RAW DATA:

* * * *

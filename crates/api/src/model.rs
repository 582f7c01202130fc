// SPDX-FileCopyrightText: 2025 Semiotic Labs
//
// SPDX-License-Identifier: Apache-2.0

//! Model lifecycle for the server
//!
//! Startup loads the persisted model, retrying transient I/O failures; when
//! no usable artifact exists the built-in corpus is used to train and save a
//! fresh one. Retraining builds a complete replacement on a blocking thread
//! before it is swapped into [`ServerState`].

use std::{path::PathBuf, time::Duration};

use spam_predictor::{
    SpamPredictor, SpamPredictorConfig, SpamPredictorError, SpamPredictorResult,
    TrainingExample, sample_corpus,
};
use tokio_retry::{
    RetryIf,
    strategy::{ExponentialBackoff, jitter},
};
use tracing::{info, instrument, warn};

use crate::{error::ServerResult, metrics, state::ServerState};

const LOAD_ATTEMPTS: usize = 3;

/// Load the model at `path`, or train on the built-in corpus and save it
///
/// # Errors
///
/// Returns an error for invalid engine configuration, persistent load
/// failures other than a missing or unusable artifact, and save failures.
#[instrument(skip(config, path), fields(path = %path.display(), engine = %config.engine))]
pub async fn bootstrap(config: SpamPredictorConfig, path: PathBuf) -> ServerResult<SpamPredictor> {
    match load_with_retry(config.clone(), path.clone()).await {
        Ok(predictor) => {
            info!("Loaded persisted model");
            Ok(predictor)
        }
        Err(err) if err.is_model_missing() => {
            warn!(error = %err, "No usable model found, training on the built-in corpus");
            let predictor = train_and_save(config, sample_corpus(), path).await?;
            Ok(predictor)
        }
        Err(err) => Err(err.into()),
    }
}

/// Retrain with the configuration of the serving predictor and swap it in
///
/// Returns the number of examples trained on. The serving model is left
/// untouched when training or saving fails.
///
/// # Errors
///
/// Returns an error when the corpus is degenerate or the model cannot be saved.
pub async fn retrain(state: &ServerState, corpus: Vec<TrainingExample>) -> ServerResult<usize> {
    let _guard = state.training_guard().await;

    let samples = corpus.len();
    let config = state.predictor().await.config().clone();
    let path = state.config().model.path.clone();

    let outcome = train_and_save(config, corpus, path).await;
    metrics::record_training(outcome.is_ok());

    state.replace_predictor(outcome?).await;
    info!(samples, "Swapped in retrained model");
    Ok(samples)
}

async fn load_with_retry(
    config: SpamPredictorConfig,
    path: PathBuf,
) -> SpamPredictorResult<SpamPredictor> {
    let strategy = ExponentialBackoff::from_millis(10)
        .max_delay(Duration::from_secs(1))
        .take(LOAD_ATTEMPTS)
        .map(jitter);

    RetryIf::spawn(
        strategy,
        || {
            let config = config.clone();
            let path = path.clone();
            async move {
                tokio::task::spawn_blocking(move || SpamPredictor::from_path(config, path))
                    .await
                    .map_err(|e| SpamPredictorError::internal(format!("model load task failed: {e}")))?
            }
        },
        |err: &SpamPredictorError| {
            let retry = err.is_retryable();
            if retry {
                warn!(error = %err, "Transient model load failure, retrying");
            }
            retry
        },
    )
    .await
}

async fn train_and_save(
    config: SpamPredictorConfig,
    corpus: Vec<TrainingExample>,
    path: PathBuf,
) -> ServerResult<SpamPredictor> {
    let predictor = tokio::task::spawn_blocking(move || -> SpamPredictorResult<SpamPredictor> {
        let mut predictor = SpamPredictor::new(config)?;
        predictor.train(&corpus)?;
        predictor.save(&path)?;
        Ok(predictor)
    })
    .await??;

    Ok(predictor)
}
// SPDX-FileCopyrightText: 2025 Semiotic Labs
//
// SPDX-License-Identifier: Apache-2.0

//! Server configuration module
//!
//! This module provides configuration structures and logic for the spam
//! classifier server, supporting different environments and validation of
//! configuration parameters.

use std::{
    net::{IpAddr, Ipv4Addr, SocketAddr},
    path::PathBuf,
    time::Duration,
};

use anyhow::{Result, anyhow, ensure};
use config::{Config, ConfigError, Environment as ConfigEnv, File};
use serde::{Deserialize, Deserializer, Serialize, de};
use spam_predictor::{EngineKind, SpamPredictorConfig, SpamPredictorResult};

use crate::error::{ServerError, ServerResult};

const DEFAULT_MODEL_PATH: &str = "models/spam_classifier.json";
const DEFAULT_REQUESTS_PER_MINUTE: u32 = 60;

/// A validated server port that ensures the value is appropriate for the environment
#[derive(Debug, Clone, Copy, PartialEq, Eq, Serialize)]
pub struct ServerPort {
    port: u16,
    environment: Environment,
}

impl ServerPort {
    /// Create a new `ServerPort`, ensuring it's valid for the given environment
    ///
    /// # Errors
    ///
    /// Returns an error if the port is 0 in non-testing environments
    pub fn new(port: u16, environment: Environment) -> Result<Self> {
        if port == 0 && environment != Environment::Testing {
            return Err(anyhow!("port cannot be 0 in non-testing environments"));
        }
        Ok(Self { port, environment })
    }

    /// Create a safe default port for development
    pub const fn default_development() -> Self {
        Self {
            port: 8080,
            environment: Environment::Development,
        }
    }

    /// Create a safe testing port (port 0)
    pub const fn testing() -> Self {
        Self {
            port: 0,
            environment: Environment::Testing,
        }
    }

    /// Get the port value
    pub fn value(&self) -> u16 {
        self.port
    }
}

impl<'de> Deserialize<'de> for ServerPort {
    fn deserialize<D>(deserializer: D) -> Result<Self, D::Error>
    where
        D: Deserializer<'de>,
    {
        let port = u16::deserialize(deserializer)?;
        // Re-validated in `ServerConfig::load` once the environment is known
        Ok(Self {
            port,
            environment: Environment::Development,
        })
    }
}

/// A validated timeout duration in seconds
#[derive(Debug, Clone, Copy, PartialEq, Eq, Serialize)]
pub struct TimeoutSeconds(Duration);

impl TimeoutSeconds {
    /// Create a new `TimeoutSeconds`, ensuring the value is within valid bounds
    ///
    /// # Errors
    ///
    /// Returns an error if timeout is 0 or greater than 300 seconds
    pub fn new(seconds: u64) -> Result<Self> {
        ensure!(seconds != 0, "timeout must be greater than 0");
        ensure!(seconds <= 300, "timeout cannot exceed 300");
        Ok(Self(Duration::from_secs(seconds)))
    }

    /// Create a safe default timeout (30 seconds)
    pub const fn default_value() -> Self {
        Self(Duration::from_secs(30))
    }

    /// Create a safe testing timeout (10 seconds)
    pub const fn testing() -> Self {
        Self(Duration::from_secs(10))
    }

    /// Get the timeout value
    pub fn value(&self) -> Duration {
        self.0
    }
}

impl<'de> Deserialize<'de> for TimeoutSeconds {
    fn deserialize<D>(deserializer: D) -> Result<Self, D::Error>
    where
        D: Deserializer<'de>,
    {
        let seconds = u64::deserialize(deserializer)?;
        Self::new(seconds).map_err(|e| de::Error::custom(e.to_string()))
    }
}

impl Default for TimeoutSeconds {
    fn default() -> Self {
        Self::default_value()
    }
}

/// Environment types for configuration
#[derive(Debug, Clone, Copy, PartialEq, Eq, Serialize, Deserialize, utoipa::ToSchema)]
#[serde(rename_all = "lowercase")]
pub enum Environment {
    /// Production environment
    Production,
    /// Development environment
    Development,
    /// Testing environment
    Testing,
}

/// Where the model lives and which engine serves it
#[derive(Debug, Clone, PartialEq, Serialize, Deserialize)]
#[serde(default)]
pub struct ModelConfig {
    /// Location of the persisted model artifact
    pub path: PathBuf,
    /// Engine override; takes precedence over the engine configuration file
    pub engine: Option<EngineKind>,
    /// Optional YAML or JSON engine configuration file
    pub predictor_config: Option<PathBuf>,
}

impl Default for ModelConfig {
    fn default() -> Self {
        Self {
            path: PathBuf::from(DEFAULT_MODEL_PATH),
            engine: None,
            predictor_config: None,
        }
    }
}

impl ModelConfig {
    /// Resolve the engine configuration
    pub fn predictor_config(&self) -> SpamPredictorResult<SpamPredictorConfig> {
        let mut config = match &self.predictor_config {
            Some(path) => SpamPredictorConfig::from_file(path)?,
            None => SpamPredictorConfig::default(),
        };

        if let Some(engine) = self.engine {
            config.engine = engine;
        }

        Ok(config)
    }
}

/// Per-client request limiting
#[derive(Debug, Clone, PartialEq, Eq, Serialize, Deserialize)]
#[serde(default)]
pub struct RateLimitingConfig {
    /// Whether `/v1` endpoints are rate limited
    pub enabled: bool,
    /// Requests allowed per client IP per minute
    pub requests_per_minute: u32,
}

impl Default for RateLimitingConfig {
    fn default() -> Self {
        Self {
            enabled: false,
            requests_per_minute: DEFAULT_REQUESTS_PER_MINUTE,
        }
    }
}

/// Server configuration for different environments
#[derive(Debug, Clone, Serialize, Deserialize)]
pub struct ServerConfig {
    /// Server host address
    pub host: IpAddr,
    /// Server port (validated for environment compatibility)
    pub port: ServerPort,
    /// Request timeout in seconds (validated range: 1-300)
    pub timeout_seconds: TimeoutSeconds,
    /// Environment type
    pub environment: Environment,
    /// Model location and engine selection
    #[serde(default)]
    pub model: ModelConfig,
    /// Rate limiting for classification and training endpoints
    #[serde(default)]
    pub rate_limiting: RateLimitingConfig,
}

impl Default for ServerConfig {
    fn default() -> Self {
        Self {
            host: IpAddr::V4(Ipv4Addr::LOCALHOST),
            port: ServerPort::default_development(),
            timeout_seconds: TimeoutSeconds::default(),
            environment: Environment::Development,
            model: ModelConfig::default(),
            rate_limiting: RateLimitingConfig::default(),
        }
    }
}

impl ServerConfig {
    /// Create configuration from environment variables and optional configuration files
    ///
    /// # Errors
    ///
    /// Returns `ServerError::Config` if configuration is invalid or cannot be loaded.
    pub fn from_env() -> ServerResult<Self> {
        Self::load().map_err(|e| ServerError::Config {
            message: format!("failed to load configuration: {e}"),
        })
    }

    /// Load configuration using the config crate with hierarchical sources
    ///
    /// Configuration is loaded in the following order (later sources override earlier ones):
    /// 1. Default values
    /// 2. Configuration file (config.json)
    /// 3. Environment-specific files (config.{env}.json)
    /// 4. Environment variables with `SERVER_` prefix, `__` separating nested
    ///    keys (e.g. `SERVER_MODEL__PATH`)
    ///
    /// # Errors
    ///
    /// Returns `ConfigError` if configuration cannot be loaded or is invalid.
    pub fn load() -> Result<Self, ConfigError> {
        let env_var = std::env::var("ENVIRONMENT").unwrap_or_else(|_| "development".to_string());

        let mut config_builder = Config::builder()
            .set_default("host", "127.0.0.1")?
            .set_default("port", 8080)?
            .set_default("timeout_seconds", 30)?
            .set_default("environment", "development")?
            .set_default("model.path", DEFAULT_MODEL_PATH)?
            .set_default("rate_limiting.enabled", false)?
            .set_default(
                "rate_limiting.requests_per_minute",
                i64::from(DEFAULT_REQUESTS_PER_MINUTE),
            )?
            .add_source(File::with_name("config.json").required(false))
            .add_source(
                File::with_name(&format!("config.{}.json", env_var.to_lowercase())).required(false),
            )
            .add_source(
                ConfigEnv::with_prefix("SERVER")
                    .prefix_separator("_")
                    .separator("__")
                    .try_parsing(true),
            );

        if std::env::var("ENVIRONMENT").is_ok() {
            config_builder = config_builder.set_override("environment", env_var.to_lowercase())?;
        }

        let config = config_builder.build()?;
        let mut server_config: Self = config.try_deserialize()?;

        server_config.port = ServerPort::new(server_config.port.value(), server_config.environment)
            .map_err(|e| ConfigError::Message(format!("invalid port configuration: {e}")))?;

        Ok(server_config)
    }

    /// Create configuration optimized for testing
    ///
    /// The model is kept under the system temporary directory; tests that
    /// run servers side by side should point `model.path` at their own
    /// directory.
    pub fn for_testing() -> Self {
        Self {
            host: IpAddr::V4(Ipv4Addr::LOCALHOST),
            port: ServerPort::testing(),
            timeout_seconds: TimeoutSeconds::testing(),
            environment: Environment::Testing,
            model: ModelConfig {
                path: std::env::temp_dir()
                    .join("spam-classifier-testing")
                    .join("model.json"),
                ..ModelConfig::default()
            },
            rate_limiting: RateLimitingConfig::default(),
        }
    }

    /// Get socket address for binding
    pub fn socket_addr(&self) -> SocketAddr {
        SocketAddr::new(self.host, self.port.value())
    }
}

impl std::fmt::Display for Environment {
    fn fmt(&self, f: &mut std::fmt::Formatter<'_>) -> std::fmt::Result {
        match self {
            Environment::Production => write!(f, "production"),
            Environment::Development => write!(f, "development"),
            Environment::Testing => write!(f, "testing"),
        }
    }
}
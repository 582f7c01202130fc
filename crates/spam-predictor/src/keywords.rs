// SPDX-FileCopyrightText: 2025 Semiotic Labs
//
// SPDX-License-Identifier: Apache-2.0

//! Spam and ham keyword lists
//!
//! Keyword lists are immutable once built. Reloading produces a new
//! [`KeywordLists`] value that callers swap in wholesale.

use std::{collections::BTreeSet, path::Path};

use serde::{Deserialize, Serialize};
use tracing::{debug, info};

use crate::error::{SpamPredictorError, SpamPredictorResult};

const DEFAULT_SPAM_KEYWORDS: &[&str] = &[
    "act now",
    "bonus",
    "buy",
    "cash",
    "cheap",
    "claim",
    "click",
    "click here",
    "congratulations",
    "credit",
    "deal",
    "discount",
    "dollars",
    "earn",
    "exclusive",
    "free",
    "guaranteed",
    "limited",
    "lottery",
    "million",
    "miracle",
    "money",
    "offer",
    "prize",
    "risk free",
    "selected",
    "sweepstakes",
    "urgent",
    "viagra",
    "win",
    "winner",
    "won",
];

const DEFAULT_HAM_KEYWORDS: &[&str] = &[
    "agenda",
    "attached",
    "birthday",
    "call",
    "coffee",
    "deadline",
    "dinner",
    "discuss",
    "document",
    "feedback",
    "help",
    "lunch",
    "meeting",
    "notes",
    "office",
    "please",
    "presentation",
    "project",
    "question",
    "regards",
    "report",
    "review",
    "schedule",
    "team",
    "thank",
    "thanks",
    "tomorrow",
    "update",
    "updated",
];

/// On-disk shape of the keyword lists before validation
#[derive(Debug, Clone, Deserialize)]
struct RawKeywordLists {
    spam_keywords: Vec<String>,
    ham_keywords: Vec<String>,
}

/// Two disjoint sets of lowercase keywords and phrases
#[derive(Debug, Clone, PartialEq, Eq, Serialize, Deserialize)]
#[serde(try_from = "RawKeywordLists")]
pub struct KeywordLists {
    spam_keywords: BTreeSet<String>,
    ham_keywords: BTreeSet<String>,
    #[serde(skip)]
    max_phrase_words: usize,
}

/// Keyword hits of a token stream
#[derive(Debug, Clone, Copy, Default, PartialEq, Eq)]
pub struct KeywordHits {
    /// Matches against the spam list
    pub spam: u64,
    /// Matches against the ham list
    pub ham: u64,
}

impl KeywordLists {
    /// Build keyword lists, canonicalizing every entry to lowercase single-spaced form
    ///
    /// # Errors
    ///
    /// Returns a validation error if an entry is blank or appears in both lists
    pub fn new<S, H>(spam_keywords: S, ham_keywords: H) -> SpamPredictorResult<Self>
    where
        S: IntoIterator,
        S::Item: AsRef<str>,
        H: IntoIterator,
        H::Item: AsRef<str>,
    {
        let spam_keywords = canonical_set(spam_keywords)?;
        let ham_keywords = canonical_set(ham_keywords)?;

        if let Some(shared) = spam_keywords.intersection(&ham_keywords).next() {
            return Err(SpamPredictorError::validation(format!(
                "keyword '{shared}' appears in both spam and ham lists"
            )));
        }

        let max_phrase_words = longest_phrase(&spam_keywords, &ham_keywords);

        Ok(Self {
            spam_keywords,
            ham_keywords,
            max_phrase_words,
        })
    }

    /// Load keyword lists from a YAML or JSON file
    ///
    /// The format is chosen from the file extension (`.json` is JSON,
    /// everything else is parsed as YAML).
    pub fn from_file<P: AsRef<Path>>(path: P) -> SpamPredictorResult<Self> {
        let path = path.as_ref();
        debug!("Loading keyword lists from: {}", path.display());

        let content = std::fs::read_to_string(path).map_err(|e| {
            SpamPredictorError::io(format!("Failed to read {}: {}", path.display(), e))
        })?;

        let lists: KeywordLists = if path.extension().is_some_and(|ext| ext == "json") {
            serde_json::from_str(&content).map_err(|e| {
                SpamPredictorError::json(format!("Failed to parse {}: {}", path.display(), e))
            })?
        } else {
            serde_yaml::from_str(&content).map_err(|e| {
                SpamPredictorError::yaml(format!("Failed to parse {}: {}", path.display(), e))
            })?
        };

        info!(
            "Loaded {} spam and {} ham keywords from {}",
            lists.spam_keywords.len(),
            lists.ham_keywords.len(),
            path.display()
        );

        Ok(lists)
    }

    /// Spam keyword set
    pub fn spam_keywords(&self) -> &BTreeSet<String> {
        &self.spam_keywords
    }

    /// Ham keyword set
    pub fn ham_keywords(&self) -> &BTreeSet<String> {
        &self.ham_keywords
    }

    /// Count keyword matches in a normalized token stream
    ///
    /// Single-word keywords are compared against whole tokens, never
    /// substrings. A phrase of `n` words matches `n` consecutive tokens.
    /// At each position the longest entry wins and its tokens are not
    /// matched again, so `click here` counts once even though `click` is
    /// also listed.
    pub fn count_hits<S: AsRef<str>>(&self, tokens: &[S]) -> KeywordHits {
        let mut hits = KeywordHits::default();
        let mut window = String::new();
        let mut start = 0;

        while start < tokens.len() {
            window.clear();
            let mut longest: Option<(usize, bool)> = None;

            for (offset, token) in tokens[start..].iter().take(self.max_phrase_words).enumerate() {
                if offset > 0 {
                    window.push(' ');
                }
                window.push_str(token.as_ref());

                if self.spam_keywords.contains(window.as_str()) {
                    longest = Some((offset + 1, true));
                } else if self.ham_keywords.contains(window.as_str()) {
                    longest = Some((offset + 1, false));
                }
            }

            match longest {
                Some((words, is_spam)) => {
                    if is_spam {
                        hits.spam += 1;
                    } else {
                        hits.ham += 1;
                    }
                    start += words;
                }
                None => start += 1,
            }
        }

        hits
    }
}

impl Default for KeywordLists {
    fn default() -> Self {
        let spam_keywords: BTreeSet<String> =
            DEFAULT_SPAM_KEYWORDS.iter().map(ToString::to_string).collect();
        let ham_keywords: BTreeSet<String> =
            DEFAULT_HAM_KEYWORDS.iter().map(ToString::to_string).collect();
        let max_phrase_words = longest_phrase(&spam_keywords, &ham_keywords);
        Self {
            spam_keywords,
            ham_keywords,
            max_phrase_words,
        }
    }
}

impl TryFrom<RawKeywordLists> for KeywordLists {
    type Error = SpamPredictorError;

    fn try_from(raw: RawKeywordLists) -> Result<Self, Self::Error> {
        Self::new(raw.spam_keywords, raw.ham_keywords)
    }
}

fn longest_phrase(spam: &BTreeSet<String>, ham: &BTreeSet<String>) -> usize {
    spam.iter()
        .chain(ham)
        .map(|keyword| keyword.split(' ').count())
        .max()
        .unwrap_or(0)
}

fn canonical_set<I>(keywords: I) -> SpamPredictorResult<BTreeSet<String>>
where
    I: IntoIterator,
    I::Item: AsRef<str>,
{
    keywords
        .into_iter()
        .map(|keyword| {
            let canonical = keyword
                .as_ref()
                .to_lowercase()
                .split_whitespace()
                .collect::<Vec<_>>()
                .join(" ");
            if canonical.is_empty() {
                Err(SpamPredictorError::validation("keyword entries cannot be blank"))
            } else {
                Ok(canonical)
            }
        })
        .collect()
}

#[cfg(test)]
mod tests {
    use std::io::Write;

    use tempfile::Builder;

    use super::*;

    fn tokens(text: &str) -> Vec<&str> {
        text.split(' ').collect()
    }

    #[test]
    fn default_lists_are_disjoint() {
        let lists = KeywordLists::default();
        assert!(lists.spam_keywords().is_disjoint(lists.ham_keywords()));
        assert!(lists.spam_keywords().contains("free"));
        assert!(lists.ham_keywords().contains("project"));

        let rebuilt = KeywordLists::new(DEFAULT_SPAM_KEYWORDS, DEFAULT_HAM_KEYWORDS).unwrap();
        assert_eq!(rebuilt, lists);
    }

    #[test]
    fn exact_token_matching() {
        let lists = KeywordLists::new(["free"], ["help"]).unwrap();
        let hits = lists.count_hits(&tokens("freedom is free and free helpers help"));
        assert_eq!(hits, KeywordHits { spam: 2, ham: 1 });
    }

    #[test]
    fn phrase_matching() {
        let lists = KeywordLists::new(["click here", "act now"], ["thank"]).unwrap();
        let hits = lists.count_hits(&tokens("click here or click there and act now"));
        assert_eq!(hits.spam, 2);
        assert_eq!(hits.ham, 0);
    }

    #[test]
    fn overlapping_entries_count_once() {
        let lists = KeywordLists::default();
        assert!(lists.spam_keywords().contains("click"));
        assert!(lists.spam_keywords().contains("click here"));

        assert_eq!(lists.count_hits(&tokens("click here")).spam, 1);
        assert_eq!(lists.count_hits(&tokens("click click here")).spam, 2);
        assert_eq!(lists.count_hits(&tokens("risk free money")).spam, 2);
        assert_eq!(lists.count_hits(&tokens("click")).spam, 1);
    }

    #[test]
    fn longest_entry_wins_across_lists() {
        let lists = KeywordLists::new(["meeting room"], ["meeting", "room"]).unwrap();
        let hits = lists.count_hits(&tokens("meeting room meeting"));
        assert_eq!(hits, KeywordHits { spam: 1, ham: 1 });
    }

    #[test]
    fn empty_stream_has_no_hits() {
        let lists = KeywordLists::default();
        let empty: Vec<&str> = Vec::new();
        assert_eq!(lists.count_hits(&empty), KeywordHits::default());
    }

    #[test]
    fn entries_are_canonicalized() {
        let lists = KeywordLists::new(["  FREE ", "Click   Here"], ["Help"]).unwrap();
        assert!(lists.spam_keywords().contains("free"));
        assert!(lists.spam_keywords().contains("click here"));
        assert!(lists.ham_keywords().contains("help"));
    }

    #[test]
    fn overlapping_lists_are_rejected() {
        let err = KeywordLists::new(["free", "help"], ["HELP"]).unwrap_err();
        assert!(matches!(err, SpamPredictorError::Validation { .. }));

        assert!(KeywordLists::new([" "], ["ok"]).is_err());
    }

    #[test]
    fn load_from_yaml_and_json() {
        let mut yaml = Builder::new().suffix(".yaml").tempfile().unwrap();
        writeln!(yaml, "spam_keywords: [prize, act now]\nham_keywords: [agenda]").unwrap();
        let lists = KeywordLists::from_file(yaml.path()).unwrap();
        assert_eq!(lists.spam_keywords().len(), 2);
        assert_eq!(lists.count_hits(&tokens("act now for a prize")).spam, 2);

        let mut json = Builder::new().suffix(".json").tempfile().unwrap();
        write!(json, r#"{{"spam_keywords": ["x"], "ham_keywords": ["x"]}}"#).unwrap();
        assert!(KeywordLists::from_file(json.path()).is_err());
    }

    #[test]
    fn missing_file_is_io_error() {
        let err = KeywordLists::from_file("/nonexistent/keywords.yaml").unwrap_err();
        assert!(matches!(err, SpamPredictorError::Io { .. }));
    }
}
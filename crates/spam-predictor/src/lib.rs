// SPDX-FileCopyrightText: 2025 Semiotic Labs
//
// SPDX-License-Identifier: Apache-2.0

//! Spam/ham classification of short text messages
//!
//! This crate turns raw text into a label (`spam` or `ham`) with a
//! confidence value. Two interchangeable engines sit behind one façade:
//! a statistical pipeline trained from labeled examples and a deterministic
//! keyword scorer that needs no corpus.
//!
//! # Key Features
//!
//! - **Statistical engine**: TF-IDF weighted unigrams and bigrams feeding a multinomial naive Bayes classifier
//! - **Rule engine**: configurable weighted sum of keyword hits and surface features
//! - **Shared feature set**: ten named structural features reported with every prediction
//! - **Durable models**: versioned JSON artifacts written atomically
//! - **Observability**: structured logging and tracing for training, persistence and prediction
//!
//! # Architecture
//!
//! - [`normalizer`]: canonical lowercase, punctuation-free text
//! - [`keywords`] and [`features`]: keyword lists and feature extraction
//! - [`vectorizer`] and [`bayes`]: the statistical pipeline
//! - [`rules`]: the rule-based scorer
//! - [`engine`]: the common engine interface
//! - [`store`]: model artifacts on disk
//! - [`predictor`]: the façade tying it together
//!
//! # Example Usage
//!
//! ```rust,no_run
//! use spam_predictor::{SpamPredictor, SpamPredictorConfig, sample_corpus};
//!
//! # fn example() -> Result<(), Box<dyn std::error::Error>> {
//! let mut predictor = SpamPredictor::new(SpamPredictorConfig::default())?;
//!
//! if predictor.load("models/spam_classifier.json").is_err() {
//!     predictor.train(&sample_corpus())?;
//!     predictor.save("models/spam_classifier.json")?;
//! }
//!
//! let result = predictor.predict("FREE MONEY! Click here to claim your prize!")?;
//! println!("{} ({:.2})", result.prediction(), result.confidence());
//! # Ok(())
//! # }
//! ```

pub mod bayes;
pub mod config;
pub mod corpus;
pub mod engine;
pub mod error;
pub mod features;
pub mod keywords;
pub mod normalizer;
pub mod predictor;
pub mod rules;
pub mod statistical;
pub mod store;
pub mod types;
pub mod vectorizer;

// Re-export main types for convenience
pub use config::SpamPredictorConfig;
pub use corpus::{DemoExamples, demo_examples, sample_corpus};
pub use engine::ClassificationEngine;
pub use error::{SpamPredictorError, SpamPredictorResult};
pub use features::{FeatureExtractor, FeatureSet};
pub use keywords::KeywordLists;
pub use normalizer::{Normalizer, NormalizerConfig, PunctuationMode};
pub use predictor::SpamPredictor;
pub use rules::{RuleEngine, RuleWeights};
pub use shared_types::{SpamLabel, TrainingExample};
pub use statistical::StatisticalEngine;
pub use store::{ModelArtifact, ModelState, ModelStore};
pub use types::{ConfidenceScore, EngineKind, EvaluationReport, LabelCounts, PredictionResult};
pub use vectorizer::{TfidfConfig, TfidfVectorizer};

* * * *

INSTRUCTIONS FOR THE TASK: The range runs from the line with "if port == 0" up to and including the line with "than 300 seconds" in the listing above; please write out exactly those lines and nothing more.

EXERCISE OUTPUT:
        if port == 0 && environment != Environment::Testing {
            return Err(anyhow!("port cannot be 0 in non-testing environments"));
        }
        Ok(Self { port, environment })
    }

    /// Create a safe default port for development
    pub const fn default_development() -> Self {
        Self {
            port: 8080,
            environment: Environment::Development,
        }
    }

    /// Create a safe testing port (port 0)
    pub const fn testing() -> Self {
        Self {
            port: 0,
            environment: Environment::Testing,
        }
    }

    /// Get the port value
    pub fn value(&self) -> u16 {
        self.port
    }
}

impl<'de> Deserialize<'de> for ServerPort {
    fn deserialize<D>(deserializer: D) -> Result<Self, D::Error>
    where
        D: Deserializer<'de>,
    {
        let port = u16::deserialize(deserializer)?;
        // Re-validated in `ServerConfig::load` once the environment is known
        Ok(Self {
            port,
            environment: Environment::Development,
        })
    }
}

/// A validated timeout duration in seconds
#[derive(Debug, Clone, Copy, PartialEq, Eq, Serialize)]
pub struct TimeoutSeconds(Duration);

impl TimeoutSeconds {
    /// Create a new `TimeoutSeconds`, ensuring the value is within valid bounds
    ///
    /// # Errors
    ///
    /// Returns an error if timeout is 0 or greater than 300 seconds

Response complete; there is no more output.